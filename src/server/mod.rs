use std::{convert::Infallible, net::SocketAddr};

use anyhow::Context;
use serde::Serialize;
use serde_json::{Map, Value};
use sr_client::{ChannelCommandSink, CommandSink};
use sr_engine::{EngineRequest, EngineResponse, ProcessInfo, StatusReporter, StreamConfig};
use tokio_util::sync::CancellationToken;
use warp::{http::StatusCode, Filter, Rejection, Reply};

type EngineCommandSink = ChannelCommandSink<EngineRequest, EngineResponse>;

/// Largest configuration update accepted over HTTP.
const MAX_BODY_BYTES: u64 = 64 * 1024;

#[derive(Debug, Serialize)]
struct ControlReply {
    success: bool,
    message: String,
    #[serde(skip_serializing_if = "Option::is_none")]
    config: Option<StreamConfig>,
    #[serde(skip_serializing_if = "Option::is_none")]
    process: Option<ProcessInfo>,
}

pub async fn serve(
    address: SocketAddr,
    cmd_tx: EngineCommandSink,
    status: StatusReporter,
    cancel: CancellationToken,
) -> anyhow::Result<()> {
    info!("initializing server");

    let (address, server) = warp::serve(routes(cmd_tx, status))
        .try_bind_with_graceful_shutdown(address, async move { cancel.cancelled().await })
        .context("failed to bind control server")?;

    info!("listening at {}", address);
    server.await;

    Ok(())
}

pub fn routes(
    cmd_tx: EngineCommandSink,
    status: StatusReporter,
) -> impl Filter<Extract = impl Reply, Error = Rejection> + Clone {
    let status_route = warp::path!("status")
        .and(warp::get())
        .map(move || {
            debug!("hit status endpoint");
            warp::reply::json(&status.report())
        });

    let start_route = warp::path!("start")
        .and(warp::post())
        .and(with_cmd(cmd_tx.clone()))
        .and_then(start);

    let stop_route = warp::path!("stop")
        .and(warp::post())
        .and(with_cmd(cmd_tx.clone()))
        .and_then(stop);

    let reload_route = warp::path!("config")
        .and(warp::post())
        .and(warp::body::content_length_limit(MAX_BODY_BYTES))
        .and(warp::body::json())
        .and(with_cmd(cmd_tx))
        .and_then(reload);

    status_route.or(start_route).or(stop_route).or(reload_route)
}

fn with_cmd(
    cmd_tx: EngineCommandSink,
) -> impl Filter<Extract = (EngineCommandSink,), Error = Infallible> + Clone {
    warp::any().map(move || cmd_tx.clone())
}

async fn start(cmd_tx: EngineCommandSink) -> Result<impl Reply, Infallible> {
    debug!("hit start endpoint");
    Ok(respond(cmd_tx.command(EngineRequest::Start).await))
}

async fn stop(cmd_tx: EngineCommandSink) -> Result<impl Reply, Infallible> {
    debug!("hit stop endpoint");
    Ok(respond(cmd_tx.command(EngineRequest::Stop).await))
}

async fn reload(
    patch: Map<String, Value>,
    cmd_tx: EngineCommandSink,
) -> Result<impl Reply, Infallible> {
    debug!("hit config endpoint");
    Ok(respond(cmd_tx.command(EngineRequest::Reload { patch }).await))
}

fn respond(result: anyhow::Result<EngineResponse>) -> warp::reply::WithStatus<warp::reply::Json> {
    let (status, reply) = match result {
        Ok(EngineResponse::Started { process }) => (
            StatusCode::OK,
            ControlReply {
                success: true,
                message: format!("engine started with pid {}", process.pid),
                config: None,
                process: Some(process),
            },
        ),
        Ok(EngineResponse::Stopped { outcome }) => (
            StatusCode::OK,
            ControlReply {
                success: true,
                message: outcome.to_string(),
                config: None,
                process: None,
            },
        ),
        Ok(EngineResponse::Reloaded { config, process }) => (
            StatusCode::OK,
            ControlReply {
                success: true,
                message: "configuration saved and engine restarted".to_owned(),
                config: Some(config),
                process: Some(process),
            },
        ),
        Err(err) => {
            error!("control request failed: {:#}", err);
            (
                StatusCode::INTERNAL_SERVER_ERROR,
                ControlReply {
                    success: false,
                    message: format!("{:#}", err),
                    config: None,
                    process: None,
                },
            )
        }
    };

    warp::reply::with_status(warp::reply::json(&reply), status)
}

######

How to complete this task:
What you return must match the data word for word.

Exercise result:
filename src/server/mod.rs
use std::{convert::Infallible, net::SocketAddr};

use anyhow::Context;
use serde::Serialize;
use serde_json::{Map, Value};
use sr_client::{ChannelCommandSink, CommandSink};
use sr_engine::{EngineRequest, EngineResponse, ProcessInfo, StatusReporter, StreamConfig};
use tokio_util::sync::CancellationToken;
use warp::{http::StatusCode, Filter, Rejection, Reply};

type EngineCommandSink = ChannelCommandSink<EngineRequest, EngineResponse>;

/// Largest configuration update accepted over HTTP.
const MAX_BODY_BYTES: u64 = 64 * 1024;

#[derive(Debug, Serialize)]
struct ControlReply {
    success: bool,
    message: String,
    #[serde(skip_serializing_if = "Option::is_none")]
    config: Option<StreamConfig>,
    #[serde(skip_serializing_if = "Option::is_none")]
    process: Option<ProcessInfo>,
}

pub async fn serve(
    address: SocketAddr,
    cmd_tx: EngineCommandSink,
    status: StatusReporter,
    cancel: CancellationToken,
) -> anyhow::Result<()> {
    info!("initializing server");

    let (address, server) = warp::serve(routes(cmd_tx, status))
        .try_bind_with_graceful_shutdown(address, async move { cancel.cancelled().await })
        .context("failed to bind control server")?;

    info!("listening at {}", address);
    server.await;

    Ok(())
}

pub fn routes(
    cmd_tx: EngineCommandSink,
    status: StatusReporter,
) -> impl Filter<Extract = impl Reply, Error = Rejection> + Clone {
    let status_route = warp::path!("status")
        .and(warp::get())
        .map(move || {
            debug!("hit status endpoint");
            warp::reply::json(&status.report())
        });

    let start_route = warp::path!("start")
        .and(warp::post())
        .and(with_cmd(cmd_tx.clone()))
        .and_then(start);

    let stop_route = warp::path!("stop")
        .and(warp::post())
        .and(with_cmd(cmd_tx.clone()))
        .and_then(stop);

    let reload_route = warp::path!("config")
        .and(warp::post())
        .and(warp::body::content_length_limit(MAX_BODY_BYTES))
        .and(warp::body::json())
        .and(with_cmd(cmd_tx))
        .and_then(reload);

    status_route.or(start_route).or(stop_route).or(reload_route)
}

fn with_cmd(
    cmd_tx: EngineCommandSink,
) -> impl Filter<Extract = (EngineCommandSink,), Error = Infallible> + Clone {
    warp::any().map(move || cmd_tx.clone())
}

async fn start(cmd_tx: EngineCommandSink) -> Result<impl Reply, Infallible> {
    debug!("hit start endpoint");
    Ok(respond(cmd_tx.command(EngineRequest::Start).await))
}

async fn stop(cmd_tx: EngineCommandSink) -> Result<impl Reply, Infallible> {
    debug!("hit stop endpoint");
    Ok(respond(cmd_tx.command(EngineRequest::Stop).await))
}

async fn reload(
    patch: Map<String, Value>,
    cmd_tx: EngineCommandSink,
) -> Result<impl Reply, Infallible> {
    debug!("hit config endpoint");
    Ok(respond(cmd_tx.command(EngineRequest::Reload { patch }).await))
}

fn respond(result: anyhow::Result<EngineResponse>) -> warp::reply::WithStatus<warp::reply::Json> {
    let (status, reply) = match result {
        Ok(EngineResponse::Started { process }) => (
            StatusCode::OK,
            ControlReply {
                success: true,
                message: format!("engine started with pid {}", process.pid),
                config: None,
                process: Some(process),
            },
        ),
        Ok(EngineResponse::Stopped { outcome }) => (
            StatusCode::OK,
            ControlReply {
                success: true,
                message: outcome.to_string(),
                config: None,
                process: None,
            },
        ),
        Ok(EngineResponse::Reloaded { config, process }) => (
            StatusCode::OK,
            ControlReply {
                success: true,
                message: "configuration saved and engine restarted".to_owned(),
                config: Some(config),
                process: Some(process),
            },
        ),
        Err(err) => {
            error!("control request failed: {:#}", err);
            (
                StatusCode::INTERNAL_SERVER_ERROR,
                ControlReply {
                    success: false,
                    message: format!("{:#}", err),
                    config: None,
                    process: None,
                },
            )
        }
    };

    warp::reply::with_status(warp::reply::json(&reply), status)
}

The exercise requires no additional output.